2. Counterfeiting (pemalsuan)
Jenis
pemalsuan software yang biasanya dilakukan secara “serius.” Kepingan CD
software tidak dibungkus dengan plastik biasa. Di sini, pelaku pembajakan juga
membuat dus kemasan seperti yang asli, lengkap dengan manual book dan kepingan
CD yang meyakinkan.
3. Internet/online piracy
Jenis
pembajakan yang dilakukan melalui koneksi jaringan internet. Selama ini banyak
situs web yang menyediakan software bajakan secara gratis. Seseorang yang
membutuhkannya bisa mengunduh kapan saja.
4. Mischanneling
Pembajakan software yang biasanya
dilakukan oleh sebuah institusi untuk mencari keuntungan tertentu. Sebagai
contoh, ada sebuah kampus yang membeli 50 lisensi akademik (academic licence) dari Microsoft. Lisensi ini memang
dijual lebih murah oleh Microsoft. Namun pada suatu saat, kampus tersebut malah
menjual lisensinya kepada pihak lain yang tidak berhak mendapatkan lisensi
akademik.
5. Corporate Piracy
Dalam lingkup perusahaan, pembajakan
yang paling sering dilakukan ialah ketika perusahaan membeli software untuk 10
lisensi, namun pada praktiknya, software tersebut digunakan pada 15 komputer
atau lebih.
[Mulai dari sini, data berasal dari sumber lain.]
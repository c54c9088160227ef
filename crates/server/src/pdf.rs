//! Recap export rendering
//!
//! Renders a [`RecapRecord`] through a Tera HTML template, then converts it to
//! PDF with `wkhtmltopdf` when the tool is installed and enabled. Without it
//! the HTML page itself is the downloadable artifact.

use std::collections::HashMap;
use std::path::{Path, PathBuf};
use std::process::Stdio;

use async_trait::async_trait;
use chrono::Utc;
use cotation_core::config::ExportConfig;
use cotation_core::formatting::grouped;
use cotation_core::recap::{RecapRecord, RecapRenderer, RenderError, RenderedDocument};
use rust_decimal::Decimal;
use tera::{Context, Tera};
use tokio::process::Command;
use tracing::{error, info, warn};

pub const RECAP_TEMPLATE: &str = "recap.html.tera";
const EMBEDDED_RECAP_TEMPLATE: &str = include_str!("../templates/recap.html.tera");
const PRIMARY_COLOR: &str = "#1d4ed8";

/// Register custom Tera filters used by recap templates.
///
/// - `money`: groups thousands of a two-decimal amount, e.g. `1540000.00` becomes
///   `1,540,000.00`. Any other value is passed through untouched.
pub fn register_template_filters(tera: &mut Tera) {
    tera.register_filter("money", tera_money_filter);
}

fn tera_money_filter(
    value: &tera::Value,
    _args: &HashMap<String, tera::Value>,
) -> tera::Result<tera::Value> {
    let formatted = match value {
        tera::Value::String(text) => money(text).unwrap_or_else(|| text.clone()),
        tera::Value::Number(number) => {
            let parsed = number.to_string().parse::<Decimal>().ok();
            parsed.map(|amount| grouped(amount, 2)).unwrap_or_else(|| number.to_string())
        }
        tera::Value::Null => String::new(),
        other => other.to_string(),
    };
    Ok(tera::Value::String(formatted))
}

fn money(text: &str) -> Option<String> {
    let (_, fraction) = text.split_once('.')?;
    if fraction.len() != 2 {
        return None;
    }
    text.parse::<Decimal>().ok().map(|amount| grouped(amount, 2))
}

pub struct PdfRecapRenderer {
    tera: Tera,
    wkhtmltopdf_path: Option<PathBuf>,
    company_name: String,
}

impl PdfRecapRenderer {
    pub fn new(config: &ExportConfig) -> Result<Self, RenderError> {
        let mut tera = match &config.template_dir {
            Some(dir) => load_template_dir(dir)?,
            None => embedded_templates()?,
        };
        register_template_filters(&mut tera);

        let wkhtmltopdf_path =
            if config.use_wkhtmltopdf { which::which("wkhtmltopdf").ok() } else { None };

        match &wkhtmltopdf_path {
            Some(path) => info!(
                event_name = "system.export.converter_found",
                correlation_id = "bootstrap",
                path = %path.display(),
                "wkhtmltopdf found, recaps are exported as PDF"
            ),
            None => warn!(
                event_name = "system.export.converter_missing",
                correlation_id = "bootstrap",
                "wkhtmltopdf unavailable or disabled, recaps are exported as HTML"
            ),
        }

        Ok(Self { tera, wkhtmltopdf_path, company_name: config.company_name.clone() })
    }

    pub fn produces_pdf(&self) -> bool {
        self.wkhtmltopdf_path.is_some()
    }

    pub fn render_html(&self, recap: &RecapRecord) -> Result<String, RenderError> {
        let mut context = Context::new();
        context.insert("recap", recap);
        context.insert("company_name", &self.company_name);
        context.insert("primary_color", PRIMARY_COLOR);
        context.insert("generated_at", &Utc::now().format("%d/%m/%Y %H:%M UTC").to_string());

        self.tera
            .render(RECAP_TEMPLATE, &context)
            .map_err(|error| RenderError::Template(error.to_string()))
    }

    async fn convert_html_to_pdf(
        &self,
        html: &str,
        wkhtmltopdf: &Path,
    ) -> Result<Vec<u8>, RenderError> {
        let temp_dir = std::env::temp_dir();
        let stem = uuid::Uuid::new_v4();
        let html_path = temp_dir.join(format!("recap_{stem}.html"));
        let pdf_path = temp_dir.join(format!("recap_{stem}.pdf"));

        tokio::fs::write(&html_path, html).await?;

        let output = Command::new(wkhtmltopdf)
            .args(["--page-size", "A4", "--encoding", "utf-8", "--quiet"])
            .args(["--margin-top", "10mm", "--margin-bottom", "10mm"])
            .args(["--margin-left", "10mm", "--margin-right", "10mm"])
            .arg(&html_path)
            .arg(&pdf_path)
            .stdout(Stdio::piped())
            .stderr(Stdio::piped())
            .output()
            .await;

        let result = match output {
            Ok(output) if output.status.success() => {
                tokio::fs::read(&pdf_path).await.map_err(RenderError::from)
            }
            Ok(output) => {
                let stderr = String::from_utf8_lossy(&output.stderr).to_string();
                error!(
                    event_name = "export.pdf.conversion_failed",
                    stderr = %stderr,
                    "wkhtmltopdf failed"
                );
                Err(RenderError::Conversion(stderr))
            }
            Err(source) => Err(RenderError::Io(source)),
        };

        let _ = tokio::fs::remove_file(&html_path).await;
        let _ = tokio::fs::remove_file(&pdf_path).await;

        result
    }
}

#[async_trait]
impl RecapRenderer for PdfRecapRenderer {
    async fn render(&self, recap: &RecapRecord) -> Result<RenderedDocument, RenderError> {
        let html = self.render_html(recap)?;
        let stem = format!("cotation_{}", recap.product.id());

        if let Some(wkhtmltopdf) = &self.wkhtmltopdf_path {
            match self.convert_html_to_pdf(&html, wkhtmltopdf).await {
                Ok(bytes) => {
                    info!(
                        event_name = "export.pdf.generated",
                        size = bytes.len(),
                        "recap PDF generated"
                    );
                    return Ok(RenderedDocument {
                        content_type: "application/pdf".to_owned(),
                        file_name: format!("{stem}.pdf"),
                        bytes,
                    });
                }
                Err(error) => {
                    warn!(
                        event_name = "export.pdf.fallback_html",
                        error = %error,
                        "PDF conversion failed, falling back to HTML"
                    );
                }
            }
        }

        Ok(RenderedDocument {
            content_type: "text/html; charset=utf-8".to_owned(),
            file_name: format!("{stem}.html"),
            bytes: html.into_bytes(),
        })
    }
}

fn load_template_dir(dir: &Path) -> Result<Tera, RenderError> {
    let pattern = dir.join("**").join("*");
    let tera = Tera::new(&pattern.to_string_lossy())
        .map_err(|error| RenderError::Template(error.to_string()))?;
    if !tera.get_template_names().any(|name| name == RECAP_TEMPLATE) {
        return Err(RenderError::Template(format!(
            "template directory `{}` has no `{RECAP_TEMPLATE}`",
            dir.display()
        )));
    }
    Ok(tera)
}

fn embedded_templates() -> Result<Tera, RenderError> {
    let mut tera = Tera::default();
    tera.add_raw_template(RECAP_TEMPLATE, EMBEDDED_RECAP_TEMPLATE)
        .map_err(|error| RenderError::Template(error.to_string()))?;
    Ok(tera)
}

#[cfg(test)]
mod tests {
    use std::path::PathBuf;

    use cotation_core::config::ExportConfig;
    use cotation_core::recap::{RecapEntry, RecapRecord, RecapRenderer};
    use cotation_core::Product;

    use super::{money, PdfRecapRenderer};

    fn html_only() -> ExportConfig {
        ExportConfig {
            template_dir: None,
            use_wkhtmltopdf: false,
            company_name: "Assurances Test".to_owned(),
            retention_secs: 900,
            max_pending: 256,
        }
    }

    fn endowment_recap() -> RecapRecord {
        RecapRecord {
            product: Product::Endowment,
            product_name: Product::Endowment.display_name().to_owned(),
            inputs: vec![
                RecapEntry { label: "Choix".to_owned(), value: "H".to_owned() },
                RecapEntry { label: "Durée (années)".to_owned(), value: "20".to_owned() },
            ],
            results: vec![
                RecapEntry { label: "Capital acquis".to_owned(), value: "1540000.00".to_owned() },
                RecapEntry {
                    label: "Capital décès".to_owned(),
                    value: "20000000 + épargne constituée".to_owned(),
                },
            ],
        }
    }

    #[test]
    fn money_filter_groups_two_decimal_amounts_only() {
        assert_eq!(money("1540000.00").as_deref(), Some("1,540,000.00"));
        assert_eq!(money("0.001494"), None);
        assert_eq!(money("1985"), None);
    }

    #[tokio::test]
    async fn renders_html_when_conversion_is_disabled() {
        let renderer = PdfRecapRenderer::new(&html_only()).expect("embedded template loads");
        assert!(!renderer.produces_pdf());

        let document = renderer.render(&endowment_recap()).await.expect("render succeeds");
        assert_eq!(document.content_type, "text/html; charset=utf-8");
        assert_eq!(document.file_name, "cotation_fer_plus.html");

        let html = String::from_utf8(document.bytes).expect("utf-8 html");
        assert!(html.contains("Assurances Test"));
        assert!(html.contains("Capital acquis"));
        assert!(html.contains("1,540,000.00"));
        assert!(html.contains("20000000 + épargne constituée"));
    }

    #[test]
    fn missing_template_directory_is_reported() {
        let config = ExportConfig {
            template_dir: Some(PathBuf::from("/nonexistent/cotation/templates")),
            ..html_only()
        };
        assert!(PdfRecapRenderer::new(&config).is_err());
    }
}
Menurut Polri, penggunaan software tanpa lisensi untuk kepentingan
komersial merupakan tindak pidana.
B. Alasan pembajakan perangkat lunak :
1.
Lebih murah ketimbang membeli lisensi asli.
2.
Format digital
sehingga memudahkan untuk disalin ke media lain.
3.
Manusia cendrung mencoba ‘hal’ baru.
4.
Undang-undang hak cipta belum dilaksanakan secara tegas.
5.
Kurangnya kesadaran dari masyarakat untuk menghargai ciptaan orang
lain.
C. Pembajakan Software dari
Perspektif Hukum
Di dalam terminologi hukum
di Indonesia, tidak mengenal istilah pembajakan software. Istilah
ini merupakan terjemahan langsung dari software piracy. Dalam
Kamus Microsoft Encarta, dikatakan bahwa piracy merupakan perbuatan
menggunakan material yang dilindungi dengan copyright atau
yang dikenal di Indonesia sebagai hak cipta, tanpa izin resmi. Bila dilihat ke
dalam hukum nasional kita, masalah perlindungan software ini
diatur dalam Undang-Undang Hak Cipta No. 19/2002 (UU Hak Cipta). Pada Pasal 12
dikatakan bahwa yang dimaksud dengan sebuah Ciptaan dalam bidang ilmu
pengetahuan, seni dan sastra adalah:
1.
Buku, Program Komputer, pamflet, perwajahan (lay
out) karya tulis yang diterbitkan, dan semua hasil karya tulis lain;
2.
Ceramah, kuliah, pidato, dan Ciptaan lain
yang sejenis dengan itu;
3.
Alat peraga yang dibuat untuk kepentingan
pendidikan dan ilmu pengetahuan;
4.
Lagu atau musik dengan atau tanpa teks;
5.
Drama atau drama musikal, tari, koreografi,
pewayangan, dan pantomim;
6.
Seni rupa dalam segala bentuk seperti seni
lukis, gambar, seni ukir, seni kaligrafi, seni pahat, seni patung, kolase, dan
seni terapan
7.
Arsitektur;
8.
Peta;
9.
Seni, batik;
10.
Fotografi;
11.
Sinematografi;
12.
Terjemahan, tafsir, saduran, bunga rampai,
database, dan karya lain dari hasil pengalihwujudan.
Pembajakan software bisa
mencakup beberapa kegiatan antara lain menjual software atau
menyewakan software. Namun, tidak disebutkan bahwa menggunakan atau
memakai software merupakan pelanggaran hak cipta juga disebut
pembajakan software. Oleh sebab itu, tidak perlu khawatir bila
menggunakan softwar ebajakan. Akan tetapi, meng-copy atau
menginstal software termasuk tindakan memperbanyak software.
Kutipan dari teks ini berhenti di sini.